Python and UTF-8

Thu Jan 3 12:58:58 EST 2002

Matthias Huening <mhuening at zedat.fu-berlin.de> writes:

> > You have to know the encoding the data is currently, say
> > current_encoding. Then, converting it into UTF-8, you write
> > 
> > data = unicode(data, current_encoding).encode('utf-8')
> > 
> 
> Yes, but what if I don't know? 

If you get byte data from some source, and want to interpret those
byte data as character strings, you *have* to know the encoding - if
you don't, consider re-architecting your application so that you do.
If you still cannot know, guess. If you guess wrong often enough, your
users will complain so that they are willing to accept additional
infrastructure to properly identify the encoding of byte data.

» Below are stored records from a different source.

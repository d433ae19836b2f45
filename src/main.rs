// Copyright 2026, Jeroen van Erp <jeroen@geeko.me>
// SPDX-License-Identifier: Apache-2.0
use anyhow::{Context, Result};
use clap::Parser;
use kube::Client;
use tracing::info;
use tracing_subscriber::EnvFilter;

use workshop_manifests::cli::{Cli, Command};
use workshop_manifests::config::Config;
use workshop_manifests::kubernetes::apply_chart;
use workshop_manifests::synth::write_chart;

#[tokio::main]
async fn main() -> Result<()> {
    // Initialize tracing
    tracing_subscriber::fmt()
        .with_env_filter(EnvFilter::try_from_default_env().unwrap_or_else(|_| EnvFilter::new("info")))
        .init();

    let cli = Cli::parse();

    // Load configuration
    let config = Config::from_env().context("Failed to load configuration")?;
    info!(
        "Configuration loaded: registry={}, require_credentials={}",
        config.registry.server, config.require_credentials
    );

    match cli.command {
        Command::Synth {
            chart,
            output,
            format,
        } => {
            for chart in chart.build(&config.registry) {
                write_chart(&chart, &output, format)
                    .await
                    .with_context(|| format!("Failed to synthesize chart {}", chart.name()))?;
            }
        }
        Command::Apply { chart } => {
            let client = Client::try_default().await?;
            info!("Connected to Kubernetes cluster");

            for chart in chart.build(&config.registry) {
                apply_chart(&client, &chart)
                    .await
                    .with_context(|| format!("Failed to apply chart {}", chart.name()))?;
            }
        }
    }

    Ok(())
}
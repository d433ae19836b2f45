// Copyright 2026, Jeroen van Erp <jeroen@geeko.me>
// SPDX-License-Identifier: Apache-2.0

//! Image pull secret manifests

use crate::constants::pull_secret;
use crate::registry::DockerConfigDocument;
use k8s_openapi::api::core::v1::Secret;
use k8s_openapi::ByteString;
use kube::api::ObjectMeta;
use std::collections::BTreeMap;

/// Build a `kubernetes.io/dockerconfigjson` secret holding `document`.
///
/// `data` carries the raw JSON; the API representation base64-encodes it,
/// so the serialized value equals `document.encode()`.
pub fn docker_config_secret(name: &str, namespace: &str, document: &DockerConfigDocument) -> Secret {
    Secret {
        metadata: ObjectMeta {
            name: Some(name.to_string()),
            namespace: Some(namespace.to_string()),
            ..Default::default()
        },
        type_: Some(pull_secret::TYPE.to_string()),
        data: Some(BTreeMap::from([(
            pull_secret::DATA_KEY.to_string(),
            ByteString(document.to_json().into_bytes()),
        )])),
        ..Default::default()
    }
}

#[cfg(test)]
mod tests {
    use super::*;
    use crate::registry::{decode, encode, RegistryCredential};

    fn make_document() -> DockerConfigDocument {
        DockerConfigDocument::new().with_registry(
            "gitea.example.com",
            RegistryCredential::new("alice", "tok123", "a@example.com"),
        )
    }

    #[test]
    fn test_docker_config_secret_metadata() {
        let secret = docker_config_secret("pull", "training-cicd", &make_document());

        assert_eq!(secret.metadata.name.as_deref(), Some("pull"));
        assert_eq!(secret.metadata.namespace.as_deref(), Some("training-cicd"));
        assert_eq!(secret.type_.as_deref(), Some(pull_secret::TYPE));
    }

    #[test]
    fn test_docker_config_secret_has_single_data_key() {
        let secret = docker_config_secret("pull", "training-cicd", &make_document());

        let data = secret.data.unwrap();
        assert_eq!(data.len(), 1);
        assert!(data.contains_key(pull_secret::DATA_KEY));
    }

    #[test]
    fn test_serialized_payload_equals_encoded_document() {
        let secret = docker_config_secret("pull", "training-cicd", &make_document());
        let value = serde_json::to_value(&secret).unwrap();

        let payload = value["data"][pull_secret::DATA_KEY].as_str().unwrap();
        assert_eq!(
            payload,
            encode("gitea.example.com", "alice", "tok123", "a@example.com")
        );
        assert_eq!(decode(payload).unwrap(), make_document());
    }
}
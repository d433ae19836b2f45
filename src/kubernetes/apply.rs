// Copyright 2026, Jeroen van Erp <jeroen@geeko.me>
// SPDX-License-Identifier: Apache-2.0

//! Server-side apply of synthesized charts

use crate::charts::{Chart, Resource};
use crate::constants::{FIELD_MANAGER, NAMESPACE};
use crate::error::Result;
use kube::{
    api::{Patch, PatchParams},
    Api, Client, ResourceExt,
};
use serde::{de::DeserializeOwned, Serialize};
use std::fmt::Debug;
use tracing::{debug, info, instrument};

/// Apply every resource of `chart`, in chart order
#[instrument(skip(client, chart), fields(chart = %chart.name()))]
pub async fn apply_chart(client: &Client, chart: &Chart) -> Result<()> {
    let pp = PatchParams::apply(FIELD_MANAGER).force();

    for resource in chart.resources() {
        debug!("Applying {} {}", resource.kind(), resource.name());
        match resource {
            Resource::Namespace(ns) => apply_object(Api::all(client.clone()), ns, &pp).await?,
            Resource::Secret(secret) => {
                apply_object(namespaced_api(client, secret), secret, &pp).await?
            }
            Resource::Deployment(deployment) => {
                apply_object(namespaced_api(client, deployment), deployment, &pp).await?
            }
            Resource::Service(service) => {
                apply_object(namespaced_api(client, service), service, &pp).await?
            }
        }
    }

    info!(
        "Applied {} resources from chart {}",
        chart.resources().len(),
        chart.name()
    );
    Ok(())
}

fn namespaced_api<K>(client: &Client, object: &K) -> Api<K>
where
    K: kube::Resource<Scope = k8s_openapi::NamespaceResourceScope>,
    <K as kube::Resource>::DynamicType: Default,
{
    let namespace = object.namespace().unwrap_or_else(|| NAMESPACE.to_string());
    Api::namespaced(client.clone(), &namespace)
}

async fn apply_object<K>(api: Api<K>, object: &K, pp: &PatchParams) -> Result<()>
where
    K: kube::Resource + Clone + DeserializeOwned + Serialize + Debug,
{
    let name = object.name_any();
    api.patch(&name, pp, &Patch::Apply(object)).await?;
    Ok(())
}
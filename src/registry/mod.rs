// Copyright 2026, Jeroen van Erp <jeroen@geeko.me>
// SPDX-License-Identifier: Apache-2.0

//! Container registry credentials in the Docker client config format.

pub mod dockerconfig;

pub use dockerconfig::{decode, encode, DockerConfigDocument, RegistryCredential};
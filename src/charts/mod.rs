// Copyright 2026, Jeroen van Erp <jeroen@geeko.me>
// SPDX-License-Identifier: Apache-2.0

//! Charts: named, ordered collections of Kubernetes resources.

pub mod secrets;
pub mod workshop;

pub use secrets::secrets_chart;
pub use workshop::workshop_chart;

use crate::config::RegistryConfig;
use clap::ValueEnum;
use k8s_openapi::api::apps::v1::Deployment;
use k8s_openapi::api::core::v1::{Namespace, Secret, Service};
use kube::ResourceExt;
use serde::Serialize;

/// Any resource a chart can contain
#[derive(Serialize, Clone, Debug)]
#[serde(untagged)]
pub enum Resource {
    Namespace(Namespace),
    Secret(Secret),
    Deployment(Deployment),
    Service(Service),
}

impl Resource {
    pub fn kind(&self) -> &'static str {
        match self {
            Resource::Namespace(_) => "Namespace",
            Resource::Secret(_) => "Secret",
            Resource::Deployment(_) => "Deployment",
            Resource::Service(_) => "Service",
        }
    }

    pub fn name(&self) -> String {
        match self {
            Resource::Namespace(r) => r.name_any(),
            Resource::Secret(r) => r.name_any(),
            Resource::Deployment(r) => r.name_any(),
            Resource::Service(r) => r.name_any(),
        }
    }
}

impl From<Namespace> for Resource {
    fn from(r: Namespace) -> Self {
        Resource::Namespace(r)
    }
}

impl From<Secret> for Resource {
    fn from(r: Secret) -> Self {
        Resource::Secret(r)
    }
}

impl From<Deployment> for Resource {
    fn from(r: Deployment) -> Self {
        Resource::Deployment(r)
    }
}

impl From<Service> for Resource {
    fn from(r: Service) -> Self {
        Resource::Service(r)
    }
}

/// A named set of resources synthesized into one manifest file
#[derive(Clone, Debug)]
pub struct Chart {
    name: String,
    resources: Vec<Resource>,
}

impl Chart {
    pub fn new(name: impl Into<String>) -> Self {
        Chart {
            name: name.into(),
            resources: Vec::new(),
        }
    }

    /// Append a resource; resources keep insertion order
    pub fn with(mut self, resource: impl Into<Resource>) -> Self {
        self.resources.push(resource.into());
        self
    }

    pub fn name(&self) -> &str {
        &self.name
    }

    pub fn resources(&self) -> &[Resource] {
        &self.resources
    }
}

/// Which charts to synthesize or apply
#[derive(ValueEnum, Clone, Copy, Debug, PartialEq, Eq)]
pub enum ChartSelection {
    TrainingCicd,
    Secrets,
    All,
}

impl ChartSelection {
    pub fn build(self, registry: &RegistryConfig) -> Vec<Chart> {
        match self {
            ChartSelection::TrainingCicd => vec![workshop_chart(registry)],
            ChartSelection::Secrets => vec![secrets_chart(registry)],
            ChartSelection::All => vec![workshop_chart(registry), secrets_chart(registry)],
        }
    }
}
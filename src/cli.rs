// Copyright 2026, Jeroen van Erp <jeroen@geeko.me>
// SPDX-License-Identifier: Apache-2.0

//! Command line interface

use crate::charts::ChartSelection;
use crate::synth::OutputFormat;
use clap::{Parser, Subcommand};
use std::path::PathBuf;

/// Synthesize and apply the CI/CD workshop Kubernetes manifests
#[derive(Parser, Debug)]
#[command(name = "workshop-manifests", version)]
pub struct Cli {
    #[command(subcommand)]
    pub command: Command,
}

#[derive(Subcommand, Debug)]
pub enum Command {
    /// Write manifests to the output directory
    Synth {
        #[arg(long, value_enum, default_value_t = ChartSelection::All)]
        chart: ChartSelection,

        /// Output directory
        #[arg(short, long, default_value = "dist")]
        output: PathBuf,

        #[arg(long, value_enum, default_value_t = OutputFormat::Yaml)]
        format: OutputFormat,
    },
    /// Server-side apply the manifests to the current kubeconfig context
    Apply {
        #[arg(long, value_enum, default_value_t = ChartSelection::All)]
        chart: ChartSelection,
    },
}
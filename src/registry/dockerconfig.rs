// Copyright 2026, Jeroen van Erp <jeroen@geeko.me>
// SPDX-License-Identifier: Apache-2.0

//! Building and encoding `.dockerconfigjson` payloads.
//!
//! The encoded document is the value Kubernetes expects under the
//! `.dockerconfigjson` key of a `kubernetes.io/dockerconfigjson` secret.

use crate::error::{ManifestError, Result};
use base64::{engine::general_purpose, Engine as _};
use serde::{Deserialize, Serialize};
use std::collections::BTreeMap;

/// One registry login entry. `auth` is always derived from the username and password.
#[derive(Serialize, Deserialize, Clone, Debug, PartialEq, Eq)]
#[serde(try_from = "RawCredential")]
pub struct RegistryCredential {
    username: String,
    password: String,
    email: String,
    auth: String,
}

impl RegistryCredential {
    pub fn new(
        username: impl Into<String>,
        password: impl Into<String>,
        email: impl Into<String>,
    ) -> Self {
        let username = username.into();
        let password = password.into();
        let auth = general_purpose::STANDARD.encode(format!("{}:{}", username, password));

        RegistryCredential {
            username,
            password,
            email: email.into(),
            auth,
        }
    }

    pub fn username(&self) -> &str {
        &self.username
    }

    pub fn password(&self) -> &str {
        &self.password
    }

    pub fn email(&self) -> &str {
        &self.email
    }

    /// Base64 of `username:password`
    pub fn auth(&self) -> &str {
        &self.auth
    }
}

/// Wire form of a credential. `email` is optional in the wild, `auth` must agree
/// with the username and password when present.
#[derive(Deserialize)]
struct RawCredential {
    username: String,
    password: String,
    #[serde(default)]
    email: String,
    auth: Option<String>,
}

impl TryFrom<RawCredential> for RegistryCredential {
    type Error = String;

    fn try_from(raw: RawCredential) -> std::result::Result<Self, Self::Error> {
        let credential = RegistryCredential::new(raw.username, raw.password, raw.email);
        match raw.auth {
            Some(auth) if auth != credential.auth => Err(format!(
                "auth field for user {:?} does not match its username and password",
                credential.username
            )),
            _ => Ok(credential),
        }
    }
}

/// Docker client config document, keyed by registry server
#[derive(Serialize, Deserialize, Clone, Debug, Default, PartialEq, Eq)]
pub struct DockerConfigDocument {
    auths: BTreeMap<String, RegistryCredential>,
}

impl DockerConfigDocument {
    pub fn new() -> Self {
        Self::default()
    }

    /// Add a login for `server`, replacing any earlier entry for the same server
    pub fn with_registry(mut self, server: impl Into<String>, credential: RegistryCredential) -> Self {
        self.auths.insert(server.into(), credential);
        self
    }

    pub fn auths(&self) -> &BTreeMap<String, RegistryCredential> {
        &self.auths
    }

    /// Compact JSON text of the document
    pub fn to_json(&self) -> String {
        // String-keyed maps of plain strings cannot fail to serialize.
        serde_json::to_string(self).expect("docker config document serializes to JSON")
    }

    /// Base64 of the JSON text
    pub fn encode(&self) -> String {
        general_purpose::STANDARD.encode(self.to_json())
    }
}

/// Encode a single-registry `.dockerconfigjson` payload.
///
/// Total over all inputs: empty strings produce a well-formed document.
pub fn encode(server: &str, username: &str, password: &str, email: &str) -> String {
    DockerConfigDocument::new()
        .with_registry(server, RegistryCredential::new(username, password, email))
        .encode()
}

/// Decode a payload produced by [`encode`] back into its document
pub fn decode(encoded: &str) -> Result<DockerConfigDocument> {
    let json = general_purpose::STANDARD.decode(encoded)?;
    serde_json::from_slice(&json).map_err(ManifestError::InvalidDockerConfig)
}
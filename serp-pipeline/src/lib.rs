//! # serp-pipeline
//!
//! Result aggregation pipeline for the SERP collector.
//!
//! Turns organic search results for a list of keywords into one
//! filtered, domain-deduplicated dataset, either by querying the search
//! API live or by replaying batches stored by an earlier run.
//!
//! ## Design
//!
//! - Keywords are queried one at a time with a randomised pause between
//!   requests; there is no concurrent fan-out
//! - Every keyword's filtered batch is persisted before moving on, so an
//!   aborted run can be finished later in process mode
//! - Aggregator and bank domains are dropped by substring match against
//!   an explicit [`ExclusionList`]
//! - Dedup keeps the first record per domain and never merges fields
//! - Collect and process share the same finalisation, so replaying the
//!   stored batches yields the identical final dataset
//!
//! ## Security
//!
//! - The API key is never logged and is stripped from HTTP error messages

pub mod config;
pub mod csv;
pub mod engine;
pub mod engines;
pub mod error;
pub mod http;
pub mod orchestrator;
pub mod store;
pub mod types;

pub use config::{CollectConfig, SearchApiConfig};
pub use engine::{QueryParams, RawResponse, SearchBackend};
pub use engines::SerpApiEngine;
pub use error::{PipelineError, Result};
pub use orchestrator::exclusion::ExclusionList;
pub use orchestrator::pipeline::{AggregationPipeline, RunOutput};
pub use store::{BatchStore, FsBatchStore, OutputPaths};
pub use types::{BatchId, CollectionStats, Dataset, RunMode, SiteRecord, SourceEngine};

/// Query the search API for `keywords` and aggregate the results into
/// `store`.
///
/// # Errors
///
/// Returns [`PipelineError::Config`] for an invalid configuration, and
/// [`PipelineError::Store`] if a batch or final artifact cannot be written.
/// Failed queries for individual keywords are logged and skipped.
///
/// # Examples
///
/// ```no_run
/// # async fn example() -> serp_pipeline::Result<()> {
/// use serp_pipeline::{CollectConfig, ExclusionList, FsBatchStore, SearchApiConfig, SerpApiEngine};
///
/// let engine = SerpApiEngine::new(SearchApiConfig::default(), "api-key")?;
/// let store = FsBatchStore::open("data/results")?;
/// let keywords = vec!["кредит для ИП".to_string()];
/// let output = serp_pipeline::collect(
///     engine,
///     keywords,
///     CollectConfig::default(),
///     ExclusionList::default(),
///     &store,
/// )
/// .await?;
/// println!("{} unique domains", output.dataset.len());
/// # Ok(())
/// # }
/// ```
pub async fn collect<B: SearchBackend, St: BatchStore>(
    backend: B,
    keywords: Vec<String>,
    config: CollectConfig,
    exclusions: ExclusionList,
    store: &St,
) -> Result<RunOutput> {
    AggregationPipeline::collect(backend, keywords, config, exclusions)?
        .run(store)
        .await
}

/// Rebuild the final artifacts from the batches already in `store`.
///
/// # Errors
///
/// Returns [`PipelineError::Store`] if the store cannot be listed or a
/// final artifact cannot be written. Unreadable batches are skipped.
pub async fn process<St: BatchStore>(exclusions: ExclusionList, store: &St) -> Result<RunOutput> {
    AggregationPipeline::process(exclusions).run(store).await
}

#[cfg(test)]
mod tests {
    use super::*;

    #[tokio::test]
    async fn process_on_empty_store_writes_empty_outputs() {
        let dir = tempfile::tempdir().expect("tempdir");
        let store = FsBatchStore::open(dir.path()).expect("store");
        let output = process(ExclusionList::default(), &store).await.expect("process");
        assert!(output.dataset.is_empty());
        assert_eq!(output.stats.mode, RunMode::Process);
        assert_eq!(output.stats.total_files, Some(0));
        assert!(output.paths.final_results.is_file());
        assert!(output.paths.intercept_csv.is_file());
        assert!(output.paths.stats.is_file());
    }

    #[tokio::test]
    async fn collect_rejects_invalid_config() {
        let dir = tempfile::tempdir().expect("tempdir");
        let store = FsBatchStore::open(dir.path()).expect("store");
        let engine = SerpApiEngine::new(SearchApiConfig::default(), "key").expect("engine");
        let config = CollectConfig {
            request_delay_ms: (10, 1),
            ..Default::default()
        };
        let err = collect(engine, vec![], config, ExclusionList::default(), &store)
            .await
            .unwrap_err();
        assert!(err.to_string().contains("delay"));
    }
}
//! SERP Collector: organic search results → filtered, domain-deduplicated
//! site list.
//!
//! This crate is the application shell around [`serp_pipeline`]: it loads
//! the TOML configuration, resolves the data directory and the search
//! API key, reads the keyword list, and dispatches to one of the two
//! pipeline entry points:
//!
//! - **collect** queries the search API for each keyword, persists a
//!   filtered batch per keyword, then aggregates
//! - **process** rebuilds the final outputs from the stored batches
//!   without network access
//!
//! Both write `final_results.json`, `domains_for_intercept.csv` and
//! `stats.json` to `<data_dir>/results/`.

pub mod config;
pub mod credentials;
pub mod error;
pub mod keywords;
pub mod paths;
pub mod runner;

pub use config::CollectorConfig;
pub use error::{CollectorError, Result};
pub use runner::{Mode, run};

> How does Python handle Unicode-files?

There is no such thing as a Unicode file. Files are byte-oriented on
all systems I know. So when opening a file, you need to specify the
encoding. You can use codecs.open to read from a file and get Unicode
strings out of it.

> How does sorting work with Unicode?

By default, it sorts by Unicode numeral value.

> Can I use locales with Unicode (e.g. to sort words according to the
> German convention?) How?

You sort plain (byte) strings according to locale with
locale.strcoll. In theory, this function ought to work for Unicode
strings, too; it is a bug that it currently doesn't.

To work around this, you need to encode the Unicode strings into the
locale's character set, and compare the resulting byte strings with
strcoll.

> How to use regular expressions with Unicode?

Just use the re module: it fully supports Unicode.

Regards,
Martin